Women Report Problems But Most Improve
Nov. 17, 2003 - Women with cervical cancer commonly report problems with sex after hysterectomy, a new study shows. But there is some good news.
Researcher Pernille T. Jensen, MD, of Denmark's Bispebjerg Hospital tells WebMD that there is little information about the impact of on sex after hysterectomy in women with early-stage cervical cancers.
"These women tend to be younger than other cancer patients, so sexual function is an important issue," she says.
Sex After Hysterectomy: Problems Don't Last
Jensen and colleagues followed 173 women with early-stage cervical cancer for two years after the women underwent radical hysterectomies -- where the uterus and surrounding tissue, including a small part of the vagina are removed.

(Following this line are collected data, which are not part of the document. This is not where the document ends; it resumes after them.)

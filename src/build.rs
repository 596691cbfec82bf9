use std::process::Command;

fn main() {
    let git_hash = match Command::new("git")
        .args(["rev-parse", "--short", "HEAD"])
        .output(){
            Ok(output) if output.status.success() => {
                match String::from_utf8(output.stdout){
                    Ok(stdout) => stdout,
                    Err(_) => "Git Hash parsing Error".to_owned()
                }
            },
            _ => "unknown-revision".to_owned()
    };
    println!("cargo:rustc-env=GIT_HASH={}", git_hash.trim());
    println!("cargo:rustc-env=BUILD_TIME_CHRONO={}", chrono::offset::Local::now());
}
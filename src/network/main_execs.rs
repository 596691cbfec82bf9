use {
    std::{
        io::Write,
        num::NonZeroUsize
    },
    anyhow::Context,
    camino::Utf8Path,
    indicatif::ProgressIterator,
    itertools::Itertools,
    tracing::{info, warn},
    super::*,
    crate::{
        config::*,
        misc::*,
        output::*,
        parser::*
    }
};

/// Catalog and operators, validated against each other
pub struct Model{
    pub catalog: Catalog,
    pub operators: NetworkOperators
}

pub fn load_catalog(job: &SimulationJob) -> anyhow::Result<Catalog>
{
    let files = &job.input_files;
    let countries = read_index_list(job.input_path(&files.countries))?;
    let items = read_index_list(job.input_path(&files.items))?;
    let processes = read_index_list(job.input_path(&files.processes))?;
    let info_table = read_country_information(
        job.input_path(&files.country_information),
        files.country_name_column
    )?;
    let catalog = Catalog::new(countries, items, processes, info_table)
        .context("invalid index tables")?;
    info!(
        countries = catalog.countries().len(),
        items = catalog.items().len(),
        processes = catalog.processes().len(),
        regions = catalog.region_labels().len(),
        "catalog loaded"
    );
    Ok(catalog)
}

pub fn load_model(job: &SimulationJob) -> anyhow::Result<Model>
{
    let catalog = load_catalog(job)?;
    let files = &job.input_files;
    let read = |name: &str| read_matrix_market(job.input_path(name));
    let raw = RawOperators {
        x0: read(&files.x0)?,
        start_stock: read(&files.start_stock)?,
        eta_prod: read(&files.eta_prod)?,
        eta_exp: read(&files.eta_exp)?,
        nu: read(&files.nu)?,
        alpha: read(&files.alpha)?,
        beta: read(&files.beta)?,
        trade: read(&files.trade)?
    };
    let operators = NetworkOperators::from_raw(&catalog, raw)
        .context("invalid network operators")?;
    for (name, nnz) in operators.nnz_summary(){
        info!(operator = name, nnz, "operator loaded");
    }
    Ok(Model { catalog, operators })
}

/// Runs `f` on a local pool of `threads` threads, on the global pool otherwise
fn with_pool<T, F>(threads: Option<NonZeroUsize>, f: F) -> anyhow::Result<T>
where F: FnOnce() -> T + Send,
    T: Send
{
    match threads{
        None => Ok(f()),
        Some(n) => {
            let pool = rayon::ThreadPoolBuilder::new()
                .num_threads(n.get())
                .build()?;
            Ok(pool.install(f))
        }
    }
}

/// Explicitly configured shock countries, `None` means every country
fn selected_countries(job: &SimulationJob, catalog: &Catalog) -> anyhow::Result<Option<Vec<usize>>>
{
    match &job.shock_countries{
        None => Ok(None),
        Some(list) => {
            let ids = list.iter()
                .map(|c| catalog.country_index(c))
                .collect::<Result<Vec<_>, _>>()?;
            Ok(Some(ids.into_iter().unique().collect()))
        }
    }
}

fn run_campaign(model: &Model, job: &SimulationJob, countries: Option<&[usize]>, quiet: bool) -> anyhow::Result<CampaignResult>
{
    let campaign = Campaign::new(&model.catalog, &model.operators, job.tau);
    let all = 0..model.catalog.countries().len();
    let (shock_countries, non_producers) = match countries{
        None => (all.len(), all.filter(|&c| !campaign.is_producer(c)).count()),
        Some(list) => (list.len(), list.iter().filter(|&&c| !campaign.is_producer(c)).count())
    };
    info!(
        shock_countries,
        non_producers,
        tau = campaign.tau(),
        "starting campaign"
    );
    let bar = indication_bar(shock_countries as u64, quiet);
    bar.set_message("Shocked scenarios");
    let result = with_pool(
        job.threads,
        || match countries{
            None => campaign.run_all(Some(&bar)),
            Some(list) => campaign.run(list, Some(&bar))
        }
    )??;
    bar.finish_and_clear();
    Ok(result)
}

fn create_dir(dir: &Utf8Path) -> anyhow::Result<()>
{
    fs_err::create_dir_all(dir)?;
    Ok(())
}

fn write_dump(job: &SimulationJob, model: &Model, result: &CampaignResult) -> anyhow::Result<()>
{
    let path = match job.dump_path(){
        None => return Ok(()),
        Some(p) => p
    };
    create_dir(&job.simulation_folder)?;
    let dump = result.to_dump(&model.catalog, job.tau);
    let mut buf = create_buf(&path)?;
    if job.dump == DumpFormat::Json{
        serde_json::to_writer_pretty(&mut buf, &dump)?;
    } else {
        bincode::serialize_into(&mut buf, &dump)?;
    }
    buf.flush()?;
    info!(%path, format = %job.dump, "campaign dumped");
    Ok(())
}

/// Baseline plus one shocked flow table per country
pub fn simulate(opt: JobOpt) -> anyhow::Result<()>
{
    let job = opt.load()?;
    let model = load_model(&job)?;
    let countries = selected_countries(&job, &model.catalog)?;
    let result = run_campaign(&model, &job, countries.as_deref(), opt.quiet)?;

    create_dir(&job.simulation_folder)?;
    let path = job.baseline_path();
    let mut buf = create_buf_with_command_and_version(&path)?;
    write_baseline_table(&mut buf, &model.catalog, &result.baseline)?;
    buf.flush()?;
    info!(%path, "baseline written");

    let catalog = &model.catalog;
    let bar = indication_bar(result.shocks.len() as u64, opt.quiet);
    bar.set_message("Writing");
    for (country, outcome) in result.shocks.iter().progress_with(bar)
    {
        let path = job.shock_path(catalog.code_of(*country));
        let mut buf = create_buf_with_command_and_version(&path)?;
        write_shock_table(
            &mut buf,
            catalog,
            &catalog.countries()[*country],
            &job.item_category,
            outcome.resolve(&result.baseline)
        )?;
        buf.flush()?;
    }
    info!(folder = %job.simulation_folder, tables = result.shocks.len(), "shocked scenarios written");

    write_dump(&job, &model, &result)
}

fn write_relative_loss(job: &SimulationJob, catalog: &Catalog, loss: &RelativeLoss, code: &str) -> anyhow::Result<()>
{
    let path = job.relative_loss_path(code);
    let mut buf = create_buf_with_command_and_version(&path)?;
    write_relative_loss_table(&mut buf, loss)?;
    buf.flush()?;
    let worst = loss.rows()
        .max_by(|a, b| a.2.total_cmp(&b.2));
    if let Some((region, item, value)) = worst{
        info!(
            shock = %loss.shock_country,
            regions = loss.regions.len(),
            items = catalog.items().len(),
            %region,
            %item,
            value,
            "largest relative loss"
        );
    }
    Ok(())
}

/// Relative loss of the configured shock country, computed from stored flow tables
pub fn relative_loss_exec(opt: RelativeLossOpt) -> anyhow::Result<()>
{
    let mut job = opt.job.load()?;
    if let Some(c) = opt.shock_country{
        job.shock_country = c;
    }
    if let Some(r) = opt.region_exclusion{
        job.region_exclusion = r;
    }
    let catalog = load_catalog(&job)?;
    let shock_country = catalog.country_index(&job.shock_country)?;
    let code = catalog.code_of(shock_country);

    let baseline = read_flow_table(job.baseline_path(), &catalog)?;
    let shocked = read_flow_table(job.shock_path(code), &catalog)?;

    let loss = relative_loss(
        &catalog,
        &baseline,
        &shocked,
        shock_country,
        &job.region_exclusion,
        &job.item_category
    )?;
    create_dir(&job.relative_loss_folder)?;
    write_relative_loss(&job, &catalog, &loss, code)
}

/// Simulation and relative loss in one go, no flow tables are written
pub fn run(opt: JobOpt) -> anyhow::Result<()>
{
    let job = opt.load()?;
    let model = load_model(&job)?;
    let catalog = &model.catalog;
    let countries = selected_countries(&job, catalog)?;
    let result = run_campaign(&model, &job, countries.as_deref(), opt.quiet)?;

    if job.region_exclusion.receiving_regions(catalog).is_empty(){
        warn!(exclusion = ?job.region_exclusion, "no receiving region left, tables will be empty");
    }

    create_dir(&job.relative_loss_folder)?;
    for (country, outcome) in result.shocks.iter()
    {
        let loss = relative_loss(
            catalog,
            &result.baseline,
            outcome.resolve(&result.baseline),
            *country,
            &job.region_exclusion,
            &job.item_category
        )?;
        write_relative_loss(&job, catalog, &loss, catalog.code_of(*country))?;
    }
    info!(folder = %job.relative_loss_folder, tables = result.shocks.len(), "relative losses written");

    write_dump(&job, &model, &result)
}

/// Validates all input and prints what was found
pub fn info(opt: JobOpt) -> anyhow::Result<()>
{
    let job = opt.load()?;
    let model = load_model(&job)?;
    let catalog = &model.catalog;
    let operators = &model.operators;

    println!("countries: {}", catalog.countries().len());
    println!("items: {}", catalog.items().len());
    println!("processes: {}", catalog.processes().len());
    println!("composite keys: {}", catalog.country_item().len());
    let receiving = job.region_exclusion.receiving_regions(catalog);
    println!("regions: {} receiving: {}", catalog.region_labels().len(), receiving.iter().join(", "));
    for (name, nnz) in operators.nnz_summary(){
        println!("nnz {name}: {nnz}");
    }

    let flags = operators.producer_flag();
    let (producers, others): (Vec<_>, Vec<_>) = (0..catalog.countries().len())
        .partition(|&c| operators.is_producer(&flags, c));
    println!("producer countries: {}", producers.len());
    println!(
        "countries without production (never simulated): {}",
        others.iter()
            .map(|&c| format!("{} ({})", catalog.countries()[c], catalog.region_of(c)))
            .join(", ")
    );
    Ok(())
}

pub fn default_config(opt: DefaultConfigOpt) -> anyhow::Result<()>
{
    write_default_json::<SimulationJob, _>(&opt.out)?;
    println!("Created {}", opt.out);
    Ok(())
}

This is a common first-line treatment for early and advanced forms of cervical cancer.
Six times over a two-year period, the women completed standardized questionnaires to assess any problems with sex after hysterectomy. The responses were compared with a comparison group of women without cancer who were of similar age.
Five weeks after surgery, 67% of the women with cervical cancer reported having trouble reaching orgasm, compared to 33% of the comparison group. But two years after surgery, orgasm difficulties in the women who underwent hysterectomy had significantly improved -- with 36% reporting orgasm difficulties.
Interest in sex also improved. Five weeks after hysterectomy, 77% of the women reported little or no interest in sex, but that dropped to 57% two years after surgery. Just under half of the comparison group reported little or no interest in sex.
Two years after surgery, women continued to report more lubrication problems during sex, but the overall numbers were relatively small -- 10% of patients and 3% of the comparison group reported this problem. The findings are scheduled for publication in the Jan. 1, 2004 issue of the American Cancer Society publication Cancer.
"We found that most, but not all, sexual problems resolved within three to six months of surgery," Jensen says. "Even though this is the case, it is important to warn women facing this surgery about this risk. For the most part, this isn't happening right now."